In heavier atoms, the 3d binding energies are larger than 4s, 4p, 4d, 4f.

## 1. What is the electron configuration of Ni+?

The electron configuration of Ni+ is [Ar]3d8.

## 2. How many electrons does Ni+ have?

Ni+ has 9 electrons.

## 3. Why does Ni+ have a positive charge?

Ni+ has a positive charge because it has lost one electron from its neutral state, leaving it with 9 protons and 8 electrons.

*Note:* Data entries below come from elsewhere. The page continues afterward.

//! Data textures specialised to 4x4 matrices.

use std::ops::{Deref, DerefMut};

use cgmath::{Matrix, SquareMatrix};

use super::{DataTexture, SlotWidth};

/// Matrix columns of `world` followed by the columns of its transposed inverse.
///
/// Singular matrices (e.g. a zero scale) have no inverse; the normal matrix
/// falls back to identity so the record stays well formed.
pub fn matrix_and_normal_columns(world: &cgmath::Matrix4<f32>) -> [f32; 32] {
    let normal = match world.invert() {
        Some(inverse) => inverse.transpose(),
        None => {
            log::warn!("world matrix is not invertible, using identity normal matrix");
            cgmath::Matrix4::identity()
        }
    };
    let world_cols: [[f32; 4]; 4] = (*world).into();
    let normal_cols: [[f32; 4]; 4] = normal.into();
    let mut out = [0.0; 32];
    for (i, v) in world_cols.iter().chain(normal_cols.iter()).flatten().enumerate() {
        out[i] = *v;
    }
    out
}

fn columns(values: &[f32]) -> cgmath::Matrix4<f32> {
    cgmath::Matrix4::new(
        values[0], values[1], values[2], values[3], values[4], values[5], values[6], values[7],
        values[8], values[9], values[10], values[11], values[12], values[13], values[14],
        values[15],
    )
}

fn wgsl_matrix(fn_name: &str, data_fn: &str, first_slot: u32) -> String {
    let cols: Vec<String> = (first_slot..first_slot + 4)
        .map(|i| format!("data.data{i}"))
        .collect();
    format!(
        "fn {fn_name}(record: u32) -> mat4x4<f32> {{
    let data = {data_fn}(record);
    return mat4x4<f32>({});
}}
",
        cols.join(", ")
    )
}

/// One column-major matrix per record (4 vec4 slots).
#[derive(Clone, Debug)]
pub struct MatrixTexture(DataTexture);

impl MatrixTexture {
    pub fn new(name: impl Into<String>, count: u32) -> Self {
        Self(DataTexture::new(name, count, 4, SlotWidth::Vec4))
    }

    pub fn set_matrix(&mut self, index: u32, matrix: &cgmath::Matrix4<f32>) -> bool {
        let cols: [[f32; 4]; 4] = (*matrix).into();
        self.0.set_record(index, cols.as_flattened())
    }

    pub fn matrix(&self, index: u32) -> cgmath::Matrix4<f32> {
        columns(self.0.record(index))
    }

    pub fn wgsl(&self, group: u32, binding: u32) -> String {
        let name = self.0.name();
        self.0.wgsl(group, binding)
            + &wgsl_matrix(
                &format!("get_{name}_matrix"),
                &format!("get_{name}_data"),
                0,
            )
    }
}

impl Deref for MatrixTexture {
    type Target = DataTexture;

    fn deref(&self) -> &Self::Target {
        &self.0
    }
}

impl DerefMut for MatrixTexture {
    fn deref_mut(&mut self) -> &mut Self::Target {
        &mut self.0
    }
}

/// A matrix and its transposed inverse per record (8 vec4 slots).
///
/// The second matrix transforms normals under non-uniform scale.
#[derive(Clone, Debug)]
pub struct MatrixAndInvTexture(DataTexture);

impl MatrixAndInvTexture {
    pub fn new(name: impl Into<String>, count: u32) -> Self {
        Self(DataTexture::new(name, count, 8, SlotWidth::Vec4))
    }

    pub fn set_matrix(&mut self, index: u32, matrix: &cgmath::Matrix4<f32>) -> bool {
        self.0.set_record(index, &matrix_and_normal_columns(matrix))
    }

    pub fn matrix(&self, index: u32) -> cgmath::Matrix4<f32> {
        columns(&self.0.record(index)[..16])
    }

    pub fn normal_matrix(&self, index: u32) -> cgmath::Matrix4<f32> {
        columns(&self.0.record(index)[16..])
    }

    pub fn wgsl(&self, group: u32, binding: u32) -> String {
        let name = self.0.name();
        let data_fn = format!("get_{name}_data");
        self.0.wgsl(group, binding)
            + &wgsl_matrix(&format!("get_{name}_matrix"), &data_fn, 0)
            + &wgsl_matrix(&format!("get_{name}_normal_matrix"), &data_fn, 4)
    }
}

impl Deref for MatrixAndInvTexture {
    type Target = DataTexture;

    fn deref(&self) -> &Self::Target {
        &self.0
    }
}

impl DerefMut for MatrixAndInvTexture {
    fn deref_mut(&mut self) -> &mut Self::Target {
        &mut self.0
    }
}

## 4. What is the significance of the [Ar] in Ni+'s electron configuration?

The [Ar] represents the electron configuration of the noble gas argon, which is the closest noble gas to nickel on the periodic table. This indicates that nickel has a full 3d subshell before losing one electron to become Ni+.

## 5. How does the electron configuration of Ni+ compare to that of Ni?

The electron configuration of Ni+ is similar to that of Ni, except that Ni+ has one less electron in its 3d subshell. This means that Ni+ has a stable configuration with a full 3d subshell, while Ni has a partially filled 3d subshell which makes it less stable.